Segment Open
//! Command queue between a front-end and the Maestro
//!
//! Front-ends (a UI task, an interrupt handler, a network handler) submit
//! [`Action`]s through a [`CommandSender`]; the render loop drains them into
//! the Maestro before each update. The queue is a fixed-size
//! `heapless::Deque` guarded by a critical section, so it can be shared
//! across execution contexts as a `static`.

use core::cell::RefCell;

use critical_section::Mutex;
use heapless::Deque;

#[cfg(feature = "esp32-log")]
use esp_println::println;

use crate::maestro::Maestro;
use crate::show::Action;

/// Default number of queued commands
pub const DEFAULT_COMMAND_CAPACITY: usize = 8;

/// The queue was full; the action is handed back
#[derive(Debug, Clone, PartialEq)]
pub struct TrySendError(pub Action);

/// The queue was empty
#[derive(Debug, Clone, Copy, PartialEq, Eq)]
pub struct TryReceiveError;

/// Bounded queue of pending actions
pub struct CommandChannel<const SIZE: usize = DEFAULT_COMMAND_CAPACITY> {
    queue: Mutex<RefCell<Deque<Action, SIZE>>>,
}

impl<const SIZE: usize> Default for CommandChannel<SIZE> {
    fn default() -> Self {
        Self::new()
    }
}

impl<const SIZE: usize> CommandChannel<SIZE> {
    pub const fn new() -> Self {
        Self {
            queue: Mutex::new(RefCell::new(Deque::new())),
        }
    }

    pub const fn sender(&self) -> CommandSender<'_, SIZE> {
        CommandSender { channel: self }
    }

    pub const fn receiver(&self) -> CommandReceiver<'_, SIZE> {
        CommandReceiver { channel: self }
    }

    pub fn try_send(&self, action: Action) -> Result<(), TrySendError> {
        critical_section::with(|cs| {
            self.queue
                .borrow(cs)
                .borrow_mut()
                .push_back(action)
                .map_err(TrySendError)
        })
    }

    pub fn try_receive(&self) -> Result<Action, TryReceiveError> {
        critical_section::with(|cs| self.queue.borrow(cs).borrow_mut().pop_front().ok_or(TryReceiveError))
    }

    /// Number of queued actions
    pub fn len(&self) -> usize {
        critical_section::with(|cs| self.queue.borrow(cs).borrow().len())
    }

    pub fn is_empty(&self) -> bool {
        self.len() == 0
    }
}

/// Submitting side of a [`CommandChannel`]
#[derive(Clone, Copy)]
pub struct CommandSender<'a, const SIZE: usize = DEFAULT_COMMAND_CAPACITY> {
    channel: &'a CommandChannel<SIZE>,
}

impl<const SIZE: usize> CommandSender<'_, SIZE> {
    /// Queue an action; a full queue hands it back
    pub fn try_send(&self, action: Action) -> Result<(), TrySendError> {
        self.channel.try_send(action)
    }
}

/// Draining side of a [`CommandChannel`]
#[derive(Clone, Copy)]
pub struct CommandReceiver<'a, const SIZE: usize = DEFAULT_COMMAND_CAPACITY> {
    channel: &'a CommandChannel<SIZE>,
}

impl<const SIZE: usize> CommandReceiver<'_, SIZE> {
    pub fn try_receive(&self) -> Result<Action, TryReceiveError> {
        self.channel.try_receive()
    }

    /// Apply every queued action to `maestro`, oldest first
    ///
    /// Returns the number of actions applied.
    pub fn process_pending<const SHOW_CAPACITY: usize>(&self, maestro: &mut Maestro<SHOW_CAPACITY>) -> usize {
        let mut applied = 0;
        while let Ok(action) = self.try_receive() {
            #[cfg(feature = "esp32-log")]
            println!("[Command] {}", action.as_str());
            maestro.apply(&action);
            applied += 1;
        }
        applied
    }
}
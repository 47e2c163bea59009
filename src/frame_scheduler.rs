//! Frame scheduling and timing utilities.
//!
//! Provides portable frame pacing without async/await or platform-specific timers.
//! The caller is responsible for sleeping/waiting between frames.

use alloc::vec;
use alloc::vec::Vec;

use embassy_time::{Duration, Instant};

use crate::color::Rgb;
use crate::command::CommandReceiver;
use crate::maestro::Maestro;
use crate::OutputDriver;

/// Result of a frame tick operation.
#[derive(Debug, Clone, Copy)]
pub struct FrameResult {
    /// The deadline for the next frame.
    pub next_deadline: Instant,
    /// How long to wait until the next frame (may be zero if behind schedule).
    pub sleep_duration: Duration,
}

/// Portable frame scheduler driving a [`Maestro`].
///
/// Every tick it applies queued commands, updates the Maestro, writes the
/// brightness-scaled colors of all sections to the output driver and
/// returns how long the caller should sleep. Frames are paced by the
/// Maestro's refresh interval.
///
/// # Usage
///
/// ```ignore
/// let mut scheduler = FrameScheduler::new(maestro, driver);
///
/// loop {
///     let result = scheduler.tick(Instant::now());
///     sleep(result.sleep_duration);
/// }
/// ```
pub struct FrameScheduler<'a, O: OutputDriver, const SHOW_CAPACITY: usize, const COMMAND_CAPACITY: usize> {
    output: O,
    maestro: Maestro<SHOW_CAPACITY>,
    commands: Option<CommandReceiver<'a, COMMAND_CAPACITY>>,
    frame: Vec<Rgb>,
    next_frame: Option<Instant>,
}

impl<'a, O: OutputDriver, const SHOW_CAPACITY: usize, const COMMAND_CAPACITY: usize>
    FrameScheduler<'a, O, SHOW_CAPACITY, COMMAND_CAPACITY>
{
    pub fn new(maestro: Maestro<SHOW_CAPACITY>, driver: O) -> Self {
        let frame = vec![Rgb::default(); maestro.total_pixels()];
        Self {
            output: driver,
            maestro,
            commands: None,
            frame,
            next_frame: None,
        }
    }

    /// Drain `commands` into the Maestro at the start of every tick
    #[must_use]
    pub fn with_commands(mut self, commands: CommandReceiver<'a, COMMAND_CAPACITY>) -> Self {
        self.commands = Some(commands);
        self
    }

    /// Process one frame and return timing information.
    ///
    /// The caller is responsible for waiting until `next_deadline` before
    /// calling `tick` again.
    pub fn tick(&mut self, now: Instant) -> FrameResult {
        if let Some(commands) = self.commands {
            commands.process_pending(&mut self.maestro);
        }

        let frame_duration = self.maestro.refresh_interval();

        // Skip the backlog after a stall instead of catching up
        let next_frame = match self.next_frame {
            Some(next) if now.saturating_duration_since(next) <= frame_duration * 2 => next,
            _ => now,
        };

        self.maestro.update(now);

        let total = self.maestro.total_pixels();
        if self.frame.len() != total {
            self.frame.resize(total, Rgb::default());
        }
        let written = self.maestro.render_into(&mut self.frame);
        self.output.write(self.frame.get(..written).unwrap_or(&[]));

        let next_deadline = next_frame + frame_duration;
        self.next_frame = Some(next_deadline);

        FrameResult {
            next_deadline,
            sleep_duration: next_deadline.saturating_duration_since(now),
        }
    }

    pub fn maestro(&self) -> &Maestro<SHOW_CAPACITY> {
        &self.maestro
    }

    pub fn maestro_mut(&mut self) -> &mut Maestro<SHOW_CAPACITY> {
        &mut self.maestro
    }

    pub fn output(&self) -> &O {
        &self.output
    }
}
Segment Closed
Assignment - The data should be copied out in full, exactly as it reads.

Solution to this task -
//! Command queue between a front-end and the Maestro
//!
//! Front-ends (a UI task, an interrupt handler, a network handler) submit
//! [`Action`]s through a [`CommandSender`]; the render loop drains them into
//! the Maestro before each update. The queue is a fixed-size
//! `heapless::Deque` guarded by a critical section, so it can be shared
//! across execution contexts as a `static`.

use core::cell::RefCell;

use critical_section::Mutex;
use heapless::Deque;

#[cfg(feature = "esp32-log")]
use esp_println::println;

use crate::maestro::Maestro;
use crate::show::Action;

/// Default number of queued commands
pub const DEFAULT_COMMAND_CAPACITY: usize = 8;

/// The queue was full; the action is handed back
#[derive(Debug, Clone, PartialEq)]
pub struct TrySendError(pub Action);

/// The queue was empty
#[derive(Debug, Clone, Copy, PartialEq, Eq)]
pub struct TryReceiveError;

/// Bounded queue of pending actions
pub struct CommandChannel<const SIZE: usize = DEFAULT_COMMAND_CAPACITY> {
    queue: Mutex<RefCell<Deque<Action, SIZE>>>,
}

impl<const SIZE: usize> Default for CommandChannel<SIZE> {
    fn default() -> Self {
        Self::new()
    }
}

impl<const SIZE: usize> CommandChannel<SIZE> {
    pub const fn new() -> Self {
        Self {
            queue: Mutex::new(RefCell::new(Deque::new())),
        }
    }

    pub const fn sender(&self) -> CommandSender<'_, SIZE> {
        CommandSender { channel: self }
    }

    pub const fn receiver(&self) -> CommandReceiver<'_, SIZE> {
        CommandReceiver { channel: self }
    }

    pub fn try_send(&self, action: Action) -> Result<(), TrySendError> {
        critical_section::with(|cs| {
            self.queue
                .borrow(cs)
                .borrow_mut()
                .push_back(action)
                .map_err(TrySendError)
        })
    }

    pub fn try_receive(&self) -> Result<Action, TryReceiveError> {
        critical_section::with(|cs| self.queue.borrow(cs).borrow_mut().pop_front().ok_or(TryReceiveError))
    }

    /// Number of queued actions
    pub fn len(&self) -> usize {
        critical_section::with(|cs| self.queue.borrow(cs).borrow().len())
    }

    pub fn is_empty(&self) -> bool {
        self.len() == 0
    }
}

/// Submitting side of a [`CommandChannel`]
#[derive(Clone, Copy)]
pub struct CommandSender<'a, const SIZE: usize = DEFAULT_COMMAND_CAPACITY> {
    channel: &'a CommandChannel<SIZE>,
}

impl<const SIZE: usize> CommandSender<'_, SIZE> {
    /// Queue an action; a full queue hands it back
    pub fn try_send(&self, action: Action) -> Result<(), TrySendError> {
        self.channel.try_send(action)
    }
}

/// Draining side of a [`CommandChannel`]
#[derive(Clone, Copy)]
pub struct CommandReceiver<'a, const SIZE: usize = DEFAULT_COMMAND_CAPACITY> {
    channel: &'a CommandChannel<SIZE>,
}

impl<const SIZE: usize> CommandReceiver<'_, SIZE> {
    pub fn try_receive(&self) -> Result<Action, TryReceiveError> {
        self.channel.try_receive()
    }

    /// Apply every queued action to `maestro`, oldest first
    ///
    /// Returns the number of actions applied.
    pub fn process_pending<const SHOW_CAPACITY: usize>(&self, maestro: &mut Maestro<SHOW_CAPACITY>) -> usize {
        let mut applied = 0;
        while let Ok(action) = self.try_receive() {
            #[cfg(feature = "esp32-log")]
            println!("[Command] {}", action.as_str());
            maestro.apply(&action);
            applied += 1;
        }
        applied
    }
}
repository 47e2c163bea59009
filename src/frame_scheduler.rs
//! Frame scheduling and timing utilities.
//!
//! Provides portable frame pacing without async/await or platform-specific timers.
//! The caller is responsible for sleeping/waiting between frames.

use alloc::vec;
use alloc::vec::Vec;

use embassy_time::{Duration, Instant};

use crate::color::Rgb;
use crate::command::CommandReceiver;
use crate::maestro::Maestro;
use crate::OutputDriver;

/// Result of a frame tick operation.
#[derive(Debug, Clone, Copy)]
pub struct FrameResult {
    /// The deadline for the next frame.
    pub next_deadline: Instant,
    /// How long to wait until the next frame (may be zero if behind schedule).
    pub sleep_duration: Duration,
}

/// Portable frame scheduler driving a [`Maestro`].
///
/// Every tick it applies queued commands, updates the Maestro, writes the
/// brightness-scaled colors of all sections to the output driver and
/// returns how long the caller should sleep. Frames are paced by the
/// Maestro's refresh interval.
///
/// # Usage
///
/// ```ignore
/// let mut scheduler = FrameScheduler::new(maestro, driver);
///
/// loop {
///     let result = scheduler.tick(Instant::now());
///     sleep(result.sleep_duration);
/// }
/// ```
pub struct FrameScheduler<'a, O: OutputDriver, const SHOW_CAPACITY: usize, const COMMAND_CAPACITY: usize> {
    output: O,
    maestro: Maestro<SHOW_CAPACITY>,
    commands: Option<CommandReceiver<'a, COMMAND_CAPACITY>>,
    frame: Vec<Rgb>,
    next_frame: Option<Instant>,
}

impl<'a, O: OutputDriver, const SHOW_CAPACITY: usize, const COMMAND_CAPACITY: usize>
    FrameScheduler<'a, O, SHOW_CAPACITY, COMMAND_CAPACITY>
{
    pub fn new(maestro: Maestro<SHOW_CAPACITY>, driver: O) -> Self {
        let frame = vec![Rgb::default(); maestro.total_pixels()];
        Self {
            output: driver,
            maestro,
            commands: None,
            frame,
            next_frame: None,
        }
    }

    /// Drain `commands` into the Maestro at the start of every tick
    #[must_use]
    pub fn with_commands(mut self, commands: CommandReceiver<'a, COMMAND_CAPACITY>) -> Self {
        self.commands = Some(commands);
        self
    }

    /// Process one frame and return timing information.
    ///
    /// The caller is responsible for waiting until `next_deadline` before
    /// calling `tick` again.
    pub fn tick(&mut self, now: Instant) -> FrameResult {
        if let Some(commands) = self.commands {
            commands.process_pending(&mut self.maestro);
        }

        let frame_duration = self.maestro.refresh_interval();

        // Skip the backlog after a stall instead of catching up
        let next_frame = match self.next_frame {
            Some(next) if now.saturating_duration_since(next) <= frame_duration * 2 => next,
            _ => now,
        };

        self.maestro.update(now);

        let total = self.maestro.total_pixels();
        if self.frame.len() != total {
            self.frame.resize(total, Rgb::default());
        }
        let written = self.maestro.render_into(&mut self.frame);
        self.output.write(self.frame.get(..written).unwrap_or(&[]));

        let next_deadline = next_frame + frame_duration;
        self.next_frame = Some(next_deadline);

        FrameResult {
            next_deadline,
            sleep_duration: next_deadline.saturating_duration_since(now),
        }
    }

    pub fn maestro(&self) -> &Maestro<SHOW_CAPACITY> {
        &self.maestro
    }

    pub fn maestro_mut(&mut self) -> &mut Maestro<SHOW_CAPACITY> {
        &mut self.maestro
    }

    pub fn output(&self) -> &O {
        &self.output
    }
}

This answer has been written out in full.